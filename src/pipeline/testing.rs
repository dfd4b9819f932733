// src/pipeline/testing.rs

//! In-memory course source for pipeline tests.

use std::collections::{HashMap, HashSet};
use std::sync::Mutex;
use std::sync::atomic::{AtomicUsize, Ordering};

use async_trait::async_trait;

use crate::error::{AppError, Result};
use crate::models::{CourseDetail, CourseMeta, Target, fixtures};
use crate::services::CourseSource;

/// Serves canned metadata per (target, department) and synthesizes details.
#[derive(Default)]
pub struct StubSource {
    metas: HashMap<(Target, String), Vec<CourseMeta>>,
    failing_details: HashSet<u32>,
    wrong_identity: HashSet<u32>,
    meta_calls: AtomicUsize,
    detail_calls: AtomicUsize,
    detail_log: Mutex<Vec<u32>>,
}

impl StubSource {
    pub fn new() -> Self {
        Self::default()
    }

    /// Department `department` offers one course per `(code, serial)`.
    pub fn with_department(mut self, target: Target, department: &str, courses: &[(&str, u32)]) -> Self {
        let metas = courses
            .iter()
            .map(|&(code, serial)| {
                let mut meta = fixtures::meta(department, code, serial);
                meta.year = target.year;
                meta.term = target.term;
                meta
            })
            .collect();
        self.metas.insert((target, department.to_string()), metas);
        self
    }

    /// Department `department` offers exactly these records.
    pub fn with_metas(mut self, target: Target, department: &str, metas: Vec<CourseMeta>) -> Self {
        self.metas.insert((target, department.to_string()), metas);
        self
    }

    /// Detail fetches for `serial` fail.
    pub fn failing_detail(mut self, serial: u32) -> Self {
        self.failing_details.insert(serial);
        self
    }

    /// Detail fetches for `serial` return a record with another serial.
    pub fn wrong_identity(mut self, serial: u32) -> Self {
        self.wrong_identity.insert(serial);
        self
    }

    pub fn meta_calls(&self) -> usize {
        self.meta_calls.load(Ordering::SeqCst)
    }

    pub fn detail_calls(&self) -> usize {
        self.detail_calls.load(Ordering::SeqCst)
    }

    /// Serials whose detail was requested, in call order.
    pub fn detail_log(&self) -> Vec<u32> {
        self.detail_log.lock().unwrap().clone()
    }
}

#[async_trait]
impl CourseSource for StubSource {
    async fn fetch_meta(&self, target: Target, department: &str) -> Result<Vec<CourseMeta>> {
        self.meta_calls.fetch_add(1, Ordering::SeqCst);
        tokio::task::yield_now().await;
        self.metas
            .get(&(target, department.to_string()))
            .cloned()
            .ok_or_else(|| AppError::not_found(format!("{target} {department}")))
    }

    async fn fetch_detail(&self, meta: &CourseMeta) -> Result<CourseDetail> {
        self.detail_calls.fetch_add(1, Ordering::SeqCst);
        self.detail_log.lock().unwrap().push(meta.serial);
        tokio::task::yield_now().await;

        if self.failing_details.contains(&meta.serial) {
            return Err(AppError::fetch(meta.label(), "connection reset"));
        }

        let mut detail = fixtures::detail(meta);
        if self.wrong_identity.contains(&meta.serial) {
            detail.meta.serial += 1;
        }
        Ok(detail)
    }
}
-*-*-
Pull out all lines containing the word "testing" from the entries above.

filename src/pipeline/testing.rs
// src/pipeline/testing.rs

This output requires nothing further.